Helping Vloggers Create Better Videos

April 12, 2019

Tags: Computer Vision, Imaging & Video, Human Computer Interaction, Intelligent Agents & Assistants

Adobe Research Helping Vloggers Create Better Videos

By Valentina Shin, Adobe Research

Video has become a staple of our everyday lives. From traditional TV commercials to online social media posts on YouTube, Snapchat, Vimeo or Facebook, millions of videos are produced and consumed each day. Not only professional businesses but, increasingly, also individual creators are choosing video as their medium of communication. But creating good videos is hard, especially if you don’t have a whole production crew to help you. Our new research effort seeks to enable individual video creators to produce more engaging video content with less effort, using a novel interface and helpful recommendations.

“Vlogs,” or video blogs, which are informal, journalistic videos produced by “vloggers,” are one such example. Vlogs usually consist of a self-made recording of the vlogger talking about a topic of interest, including personal stories, how-to tutorials or product marketing. They are an increasingly popular genre in social media with over 40 percent of internet users watching vlogs on the web. The most trendy vlog channels on YouTube have tens of millions of subscribers.
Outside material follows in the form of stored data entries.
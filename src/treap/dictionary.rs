use crate::comparator::{Comparator, Numeric, NumericOrder};
use crate::error::{Error, Result};
use crate::treap::config::TreapConfig;
use crate::treap::node::{Node, NodeRef, Payload};
use crate::treap::tree::Tree;
use log::{debug, trace};
use rand::{Rng, XorShiftRng};

/// An ordered dictionary implemented by a treap.
///
/// A treap is a binary search tree whose nodes also carry a random priority. Keys follow the
/// search tree order under the dictionary's comparator, and priorities follow min-heap order: a
/// node never has a smaller priority than its parent. Because priorities are drawn uniformly
/// at random, the expected height of the tree is logarithmic in the number of keys.
///
/// Each entry holds a key and an optional value. Lookups that report an entry return its value
/// if one was inserted and fall back to the key otherwise (see `Payload`).
///
/// Numeric keys are ordered by `NumericOrder` out of the box. Any other key type needs a
/// comparator injected through `with_comparator`.
///
/// # Examples
///
/// ```
/// use treap_dictionary::treap::{Payload, TreapDictionary};
///
/// let mut dict = TreapDictionary::new();
/// dict.insert(5, "five");
/// dict.insert(3, "three");
/// dict.insert(8, "eight");
///
/// assert!(dict.contains(&3));
/// assert_eq!(dict.get(&8), Some(&"eight"));
/// assert_eq!(dict.len(), 3);
///
/// assert_eq!(dict.min(), Some(Payload::Value(&"three")));
/// assert_eq!(dict.successor(&5), Some(Payload::Value(&"eight")));
///
/// assert!(dict.remove(&5));
/// assert_eq!(dict.predecessor(&8), Some(Payload::Value(&"three")));
/// ```
pub struct TreapDictionary<K, V, C = NumericOrder> {
    tree: Tree<K, V>,
    comparator: C,
    rng: XorShiftRng,
}

impl<K, V> TreapDictionary<K, V, NumericOrder>
where
    K: Numeric,
{
    /// Constructs a new, empty `TreapDictionary<K, V>` for numeric keys.
    ///
    /// # Examples
    ///
    /// ```
    /// use treap_dictionary::treap::TreapDictionary;
    ///
    /// let dict: TreapDictionary<u32, u32> = TreapDictionary::new();
    /// ```
    pub fn new() -> Self {
        Self::with_comparator(NumericOrder)
    }
}

impl<K, V, C> TreapDictionary<K, V, C>
where
    C: Comparator<K>,
{
    /// Constructs a new, empty `TreapDictionary<K, V, C>` that orders keys with `comparator`.
    ///
    /// # Examples
    ///
    /// ```
    /// use treap_dictionary::treap::TreapDictionary;
    ///
    /// let by_len = |a: &&str, b: &&str| a.len().cmp(&b.len());
    /// let mut dict: TreapDictionary<&str, (), _> = TreapDictionary::with_comparator(by_len);
    /// dict.insert_key("ccc");
    /// dict.insert_key("a");
    /// assert_eq!(dict.min().and_then(|payload| payload.key()), Some(&"a"));
    /// ```
    pub fn with_comparator(comparator: C) -> Self {
        let config = TreapConfig::default();
        debug!("constructing treap dictionary with {:?}", config);
        TreapDictionary {
            tree: Tree::new(config.chunk_size),
            comparator,
            rng: config.rng(),
        }
    }

    /// Constructs a new, empty `TreapDictionary<K, V, C>` from an explicit configuration.
    /// Returns an error if the configuration is invalid.
    ///
    /// # Examples
    ///
    /// ```
    /// use treap_dictionary::comparator::NumericOrder;
    /// use treap_dictionary::error::Error;
    /// use treap_dictionary::treap::{TreapConfig, TreapDictionary};
    ///
    /// let config = TreapConfig::new().seed([0; 4]);
    /// let dict = TreapDictionary::<u32, u32, _>::with_config(NumericOrder, config);
    /// assert_eq!(dict.err(), Some(Error::InvalidSeed));
    /// ```
    pub fn with_config(comparator: C, config: TreapConfig) -> Result<Self> {
        config.validate()?;
        debug!("constructing treap dictionary with {:?}", config);
        Ok(TreapDictionary {
            tree: Tree::new(config.chunk_size),
            comparator,
            rng: config.rng(),
        })
    }

    fn insert_entry(&mut self, key: K, value: Option<V>) -> bool {
        let &mut TreapDictionary {
            ref mut tree,
            ref comparator,
            ref mut rng,
        } = self;
        let priority = rng.gen::<f64>();
        let inserted = tree.insert(comparator, key, value, priority).is_some();
        trace!("insert with priority {} created a node: {}", priority, inserted);
        inserted
    }

    /// Inserts a key-value pair into the dictionary. If the key already exists, the dictionary is
    /// left untouched and the original value is kept. Returns `true` if a new entry was created.
    ///
    /// # Examples
    ///
    /// ```
    /// use treap_dictionary::treap::TreapDictionary;
    ///
    /// let mut dict = TreapDictionary::new();
    /// assert!(dict.insert(1, 1));
    /// assert!(!dict.insert(1, 2));
    /// assert_eq!(dict.get(&1), Some(&1));
    /// ```
    pub fn insert(&mut self, key: K, value: V) -> bool {
        self.insert_entry(key, Some(value))
    }

    /// Inserts a key without a value. The key stands in for the value in `min`, `max`,
    /// `predecessor` and `successor`. Duplicates are ignored as in `insert`.
    ///
    /// # Examples
    ///
    /// ```
    /// use treap_dictionary::treap::{Payload, TreapDictionary};
    ///
    /// let mut dict: TreapDictionary<u32, ()> = TreapDictionary::new();
    /// assert!(dict.insert_key(1));
    /// assert_eq!(dict.get(&1), None);
    /// assert_eq!(dict.max(), Some(Payload::Key(&1)));
    /// ```
    pub fn insert_key(&mut self, key: K) -> bool {
        self.insert_entry(key, None)
    }

    /// Removes a key from the dictionary. Removing an absent key is a no-op, so this always
    /// returns `true`. Use `take` to learn whether the key was present.
    ///
    /// # Examples
    ///
    /// ```
    /// use treap_dictionary::treap::TreapDictionary;
    ///
    /// let mut dict = TreapDictionary::new();
    /// dict.insert(1, 1);
    /// assert!(dict.remove(&1));
    /// assert!(!dict.contains(&1));
    /// assert!(dict.remove(&1));
    /// ```
    pub fn remove(&mut self, key: &K) -> bool {
        self.take(key);
        true
    }

    /// Removes a key from the dictionary and returns its entry, or `None` if the key was absent.
    ///
    /// # Examples
    ///
    /// ```
    /// use treap_dictionary::treap::TreapDictionary;
    ///
    /// let mut dict = TreapDictionary::new();
    /// dict.insert(1, "one");
    /// dict.insert_key(2);
    /// assert_eq!(dict.take(&1), Some((1, Some("one"))));
    /// assert_eq!(dict.take(&2), Some((2, None)));
    /// assert_eq!(dict.take(&2), None);
    /// ```
    pub fn take(&mut self, key: &K) -> Option<(K, Option<V>)> {
        let &mut TreapDictionary {
            ref mut tree,
            ref comparator,
            ..
        } = self;
        tree.search(comparator, key).map(|handle| {
            let Node { key, value, .. } = tree.remove(handle);
            trace!("removed node {:?}, {} nodes left", handle, tree.len());
            (key, value)
        })
    }

    /// Checks if a key exists in the dictionary.
    ///
    /// # Examples
    ///
    /// ```
    /// use treap_dictionary::treap::TreapDictionary;
    ///
    /// let mut dict = TreapDictionary::new();
    /// dict.insert(1, 1);
    /// assert!(!dict.contains(&0));
    /// assert!(dict.contains(&1));
    /// ```
    pub fn contains(&self, key: &K) -> bool {
        self.tree.search(&self.comparator, key).is_some()
    }

    /// Returns an immutable reference to the value associated with a key. Returns `None` if the
    /// key is absent or was inserted without a value.
    pub fn get(&self, key: &K) -> Option<&V> {
        self.tree
            .search(&self.comparator, key)
            .and_then(|handle| self.tree.nodes[handle].value.as_ref())
    }

    /// Returns a mutable reference to the value associated with a key.
    ///
    /// # Examples
    ///
    /// ```
    /// use treap_dictionary::treap::TreapDictionary;
    ///
    /// let mut dict = TreapDictionary::new();
    /// dict.insert(1, 1);
    /// *dict.get_mut(&1).unwrap() = 2;
    /// assert_eq!(dict.get(&1), Some(&2));
    /// ```
    pub fn get_mut(&mut self, key: &K) -> Option<&mut V> {
        let &mut TreapDictionary {
            ref mut tree,
            ref comparator,
            ..
        } = self;
        match tree.search(comparator, key) {
            Some(handle) => tree.nodes[handle].value.as_mut(),
            None => None,
        }
    }

    /// Returns the heap priority of a key, or `None` if the key is absent.
    pub fn priority(&self, key: &K) -> Option<f64> {
        self.tree
            .search(&self.comparator, key)
            .map(|handle| self.tree.nodes[handle].priority)
    }

    /// Reassigns the priority of a key and rotates its node until the heap order holds again.
    /// Returns `Ok(false)` without changing anything if the key is absent, and an error if the
    /// priority is NaN.
    ///
    /// # Examples
    ///
    /// ```
    /// use treap_dictionary::treap::TreapDictionary;
    ///
    /// let mut dict: TreapDictionary<u32, ()> = TreapDictionary::new();
    /// dict.insert_key(1);
    /// dict.insert_key(2);
    ///
    /// assert_eq!(dict.update(&2, -1.0), Ok(true));
    /// assert_eq!(dict.root().map(|node| *node.key()), Some(2));
    /// assert_eq!(dict.update(&3, 0.5), Ok(false));
    /// assert!(dict.update(&1, std::f64::NAN).is_err());
    /// ```
    pub fn update(&mut self, key: &K, priority: f64) -> Result<bool> {
        if priority.is_nan() {
            return Err(Error::InvalidPriority(priority));
        }
        let &mut TreapDictionary {
            ref mut tree,
            ref comparator,
            ..
        } = self;
        match tree.search(comparator, key) {
            Some(handle) => {
                tree.set_priority(handle, priority);
                trace!("updated priority of node {:?} to {}", handle, priority);
                Ok(true)
            },
            None => Ok(false),
        }
    }

    /// Returns the payload of the entry with the smallest key, or `None` if the dictionary is
    /// empty.
    ///
    /// # Examples
    ///
    /// ```
    /// use treap_dictionary::treap::{Payload, TreapDictionary};
    ///
    /// let mut dict: TreapDictionary<u32, ()> = TreapDictionary::new();
    /// assert_eq!(dict.min(), None);
    /// dict.insert_key(3);
    /// dict.insert_key(1);
    /// assert_eq!(dict.min(), Some(Payload::Key(&1)));
    /// ```
    pub fn min(&self) -> Option<Payload<'_, K, V>> {
        self.root().map(|root| root.min())
    }

    /// Returns the payload of the entry with the largest key, or `None` if the dictionary is
    /// empty.
    pub fn max(&self) -> Option<Payload<'_, K, V>> {
        self.root().map(|root| root.max())
    }

    /// Returns the payload of the entry whose key immediately precedes `key`. Returns `None` if
    /// `key` is absent or is the smallest key.
    ///
    /// # Examples
    ///
    /// ```
    /// use treap_dictionary::treap::{Payload, TreapDictionary};
    ///
    /// let mut dict = TreapDictionary::new();
    /// for key in &[1, 3, 5, 7, 9] {
    ///     dict.insert(*key, *key * 10);
    /// }
    /// assert_eq!(dict.predecessor(&5), Some(Payload::Value(&30)));
    /// assert_eq!(dict.predecessor(&1), None);
    /// assert_eq!(dict.predecessor(&4), None);
    /// ```
    pub fn predecessor(&self, key: &K) -> Option<Payload<'_, K, V>> {
        self.tree
            .predecessor(&self.comparator, key)
            .map(|handle| self.tree.nodes[handle].payload())
    }

    /// Returns the payload of the entry whose key immediately follows `key`. Returns `None` if
    /// `key` is absent or is the largest key.
    ///
    /// # Examples
    ///
    /// ```
    /// use treap_dictionary::treap::{Payload, TreapDictionary};
    ///
    /// let mut dict = TreapDictionary::new();
    /// for key in &[1, 3, 5, 7, 9] {
    ///     dict.insert(*key, *key * 10);
    /// }
    /// assert_eq!(dict.successor(&5), Some(Payload::Value(&70)));
    /// assert_eq!(dict.successor(&9), None);
    /// ```
    pub fn successor(&self, key: &K) -> Option<Payload<'_, K, V>> {
        self.tree
            .successor(&self.comparator, key)
            .map(|handle| self.tree.nodes[handle].payload())
    }

    /// Returns a view of the node holding `key`. The view's `min` and `max` answer bounded
    /// queries over the subtree below that node.
    pub fn subtree(&self, key: &K) -> Option<NodeRef<'_, K, V>> {
        self.tree
            .search(&self.comparator, key)
            .map(|handle| self.tree.node_ref(handle))
    }

    /// Returns a view of the root node, or `None` if the dictionary is empty.
    pub fn root(&self) -> Option<NodeRef<'_, K, V>> {
        self.tree.root.map(|handle| self.tree.node_ref(handle))
    }

    /// Returns the comparator that orders the keys of the dictionary.
    pub fn comparator(&self) -> &C {
        &self.comparator
    }

    /// Returns the number of entries in the dictionary.
    pub fn len(&self) -> usize {
        self.tree.len()
    }

    /// Returns `true` if the dictionary has no entries.
    pub fn is_empty(&self) -> bool {
        self.len() == 0
    }

    /// Removes every entry from the dictionary.
    pub fn clear(&mut self) {
        debug!("clearing treap dictionary with {} entries", self.len());
        self.tree.clear();
    }
}

impl<K, V> Default for TreapDictionary<K, V, NumericOrder>
where
    K: Numeric,
{
    fn default() -> Self {
        Self::new()
    }
}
Vlogs mainly rely on two kinds of video content: A-roll and B-roll footage. A-roll is the main video shot, usually a headshot of the vlogger talking about a topic of interest, for example, Spanish foods; B-roll are the secondary “cutaway” scenes that support the main storytelling with added visual interest and context, for example, scenes of a restaurant or dishes of food. A key part of producing engaging vlogs is to incorporate good B-roll. B-roll is not unique to vlogs. In fact, it is a traditional technique that’s been used in film and TV productions. However, unlike professional production teams with a dedicated crew for B-roll, individual creators or vloggers rely on their own resources or online video repositories to create B-roll.

Figure 1. B-Script Interface. Users can navigate the video by clicking on a transcript, and can search for possible B-roll clips from external online repositories. Users can then add B-roll clips with the click of a button, and change their position and duration directly on the transcript. An automatic recommendation system identifies possible locations and search keywords in the video, and presents these to the user for easy edits.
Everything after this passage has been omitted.